• [What to work on]: What is needed is every line of the data that includes the word "closed". Please copy each one.

START Given records

//! HTTP/1.1 client
//!
//! A [`Client`] performs one call at a time on the calling thread. Each hop of a call opens a
//! fresh connection, which is closed once the response is read. Nothing is pooled.
//!
//! The stages of one call are:
//!
//! * **Connect** - Resolve the host and open a TCP connection, wrapped in TLS for `https`
//! * **SendRequest** - Write the request line, headers and body, see [`encode`]
//! * **RecvResponse** - Read the status line and headers, skipping interim `1xx`
//! * **Redirect** - For 301, 302, 303, 307 and 308 build the follow-up request and start over
//! * **RecvBody** - Read the body framed by content-length, chunked or connection close
//!
//! ```text
//!            ┌──────────────────┐
//! ┌ ─ ─ ─ ─ ▶│     Connect      │
//!            └──────────────────┘
//! │                   │
//!                     ▼
//! │          ┌──────────────────┐
//!            │   SendRequest    │
//! │          └──────────────────┘
//!                     │
//! │                   ▼
//!            ┌──────────────────┐
//! │          │   RecvResponse   │──────────────┐
//!            └──────────────────┘              │
//! │                   │                        │
//!                     ▼                        ▼
//! │          ┌──────────────────┐    ┌──────────────────┐
//!  ─ ─ ─ ─ ─ │     Redirect     │    │     RecvBody     │
//!            └──────────────────┘    └──────────────────┘
//! ```
//!
//! One [`Deadline`] is started when the call begins and bounds every stage of every hop.
//!
//! # Example
//!
//! ```no_run
//! use std::time::Duration;
//! use sockhttp::{Client, Config};
//!
//! let config = Config::builder()
//!     .timeout(Duration::from_secs(10))
//!     .max_redirects(3)
//!     .build()
//!     .unwrap();
//!
//! let client = Client::with_config(config);
//!
//! let response = client
//!     .post("https://example.test/my-path")
//!     .header("x-foo", "bar")
//!     .body("hello")
//!     .call()
//!     .unwrap();
//!
//! assert!(response.is_success());
//! println!("{} after {} redirects", response.url(), response.redirects());
//! ```

use std::fmt;
use std::sync::Arc;

use http::Method;

use crate::body::FramingMode;
use crate::error::Stage;
use crate::parser::ResponseReader;
use crate::request::{Request, RequestBuilder};
use crate::timeout::{Deadline, TimeoutGuard};
use crate::transport::{Connection, TlsConnector};
use crate::{Error, Response};

mod config;
mod redirect;
mod sendreq;

pub use self::config::{Config, ConfigBuilder, RedirectAuthHeaders};
pub use self::config::{DEFAULT_MAX_REDIRECTS, DEFAULT_TIMEOUT};
pub use self::sendreq::encode;

use self::redirect::RedirectPolicy;

#[cfg(test)]
mod test;

/// Performs requests.
///
/// Cheap to clone, clones share the config and TLS setup.
#[derive(Clone)]
pub struct Client {
    config: Arc<Config>,
    tls: TlsConnector,
}

/// Outcome of one hop in a call.
enum Hop {
    Done(Response),
    Redirect(Request),
}

impl Client {
    /// Client with the default [`Config`].
    pub fn new() -> Self {
        Self::with_config(Config::default())
    }

    /// Client with `config`. The TLS setup is built here, once.
    pub fn with_config(config: Config) -> Self {
        let tls = TlsConnector::new(config.verify_tls());
        Client {
            config: Arc::new(config),
            tls,
        }
    }

    /// The config this client was built with.
    pub fn config(&self) -> &Config {
        &self.config
    }

    /// Start a request with any method, performed by this client.
    pub fn request(&self, method: Method, url: impl Into<String>) -> RequestBuilder {
        Request::builder(method, url).with_client(self.clone())
    }

    /// Start a `GET` request, performed by this client.
    pub fn get(&self, url: impl Into<String>) -> RequestBuilder {
        self.request(Method::GET, url)
    }

    /// Start a `HEAD` request, performed by this client.
    pub fn head(&self, url: impl Into<String>) -> RequestBuilder {
        self.request(Method::HEAD, url)
    }

    /// Start a `POST` request, performed by this client.
    pub fn post(&self, url: impl Into<String>) -> RequestBuilder {
        self.request(Method::POST, url)
    }

    /// Start a `PUT` request, performed by this client.
    pub fn put(&self, url: impl Into<String>) -> RequestBuilder {
        self.request(Method::PUT, url)
    }

    /// Start a `PATCH` request, performed by this client.
    pub fn patch(&self, url: impl Into<String>) -> RequestBuilder {
        self.request(Method::PATCH, url)
    }

    /// Start a `DELETE` request, performed by this client.
    pub fn delete(&self, url: impl Into<String>) -> RequestBuilder {
        self.request(Method::DELETE, url)
    }

    /// Perform `request`, following redirects, and read the whole response.
    ///
    /// The timeout (the request's own, or the config's) covers the entire call including
    /// every redirect hop. It is never reset.
    ///
    /// Errors come as [`Error::Call`] with the URL of the failing hop and the stage it failed
    /// in. Use [`Error::root_cause`] to match on the kind of failure.
    pub fn perform(&self, request: Request) -> Result<Response, Error> {
        let method = request.method().clone();
        let url = request.target().to_string();

        self.run(request).map_err(|e| {
            warn!("{} {} failed: {}", method, url, e);
            e
        })
    }

    fn run(&self, request: Request) -> Result<Response, Error> {
        let timeout = request.timeout().unwrap_or(self.config.timeout());
        let deadline = Deadline::after(timeout);

        let mut request = self.with_default_headers(request);

        let mut redirects = RedirectPolicy::new(
            self.config.max_redirects(),
            self.config.redirect_auth_headers(),
            request.target(),
        );

        debug!("Perform {:?} (timeout {:?})", request, timeout);

        loop {
            match self.call_once(&request, deadline, &mut redirects)? {
                Hop::Done(mut response) => {
                    response.set_redirects(redirects.count());
                    debug!(
                        "Done {} {} after {} redirects",
                        response.status(),
                        response.url(),
                        response.redirects()
                    );
                    return Ok(response);
                }
                Hop::Redirect(next) => request = next,
            }
        }
    }

    fn call_once(
        &self,
        request: &Request,
        deadline: Deadline,
        redirects: &mut RedirectPolicy,
    ) -> Result<Hop, Error> {
        debug!("{} {}", request.method(), request.target());

        let target = request.target();

        let mut connection = Connection::open(target, &deadline, &self.tls)
            .map_err(|e| e.at(target, Stage::Connect))?;

        let output = encode(request);
        TimeoutGuard::new(&mut connection, deadline, Stage::SendRequest)
            .write_all(&output)
            .map_err(|e| e.at(target, Stage::SendRequest))?;
        debug!("Sent request of {} bytes", output.len());

        let mut reader = ResponseReader::new(&mut connection, deadline);
        let head = reader
            .read_head()
            .map_err(|e| e.at(target, Stage::RecvResponse))?;

        debug!("Response {} {}", head.status, head.reason);

        if self.config.follow_redirects() && redirect::is_followed(head.status) {
            // The redirect body is not read, the connection is closed on return.
            let next = redirects
                .next(request, head.status, &head.headers)
                .map_err(|e| e.at(target, Stage::Redirect))?;
            return Ok(Hop::Redirect(next));
        }

        let mode = FramingMode::for_response(request.method(), head.status, &head.headers)
            .map_err(|e| e.at(target, Stage::RecvResponse))?;
        debug!("Body framing {:?}", mode);

        let body = reader
            .read_body(mode)
            .map_err(|e| e.at(target, Stage::RecvBody))?;

        let mut response = head.into_response(target.clone());
        response.set_body(body);

        Ok(Hop::Done(response))
    }

    fn with_default_headers(&self, mut request: Request) -> Request {
        let defaults = self.config.default_headers();

        let missing: Vec<_> = defaults
            .iter()
            .filter(|(k, _)| !request.headers().contains(k.as_str()))
            .map(|(k, v)| (k.clone(), v.clone()))
            .collect();

        let headers = request.headers_mut();
        for (k, v) in missing {
            headers.push(k, v);
        }

        request
    }
}

impl Default for Client {
    fn default() -> Self {
        Client::new()
    }
}

impl fmt::Debug for Client {
    fn fmt(&self, f: &mut fmt::Formatter<'_>) -> fmt::Result {
        f.debug_struct("Client")
            .field("config", &self.config)
            .field("tls", &self.tls)
            .finish()
    }
}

END Given records

• [Solution]:
//! fresh connection, which is closed once the response is read. Nothing is pooled.
            // The redirect body is not read, the connection is closed on return.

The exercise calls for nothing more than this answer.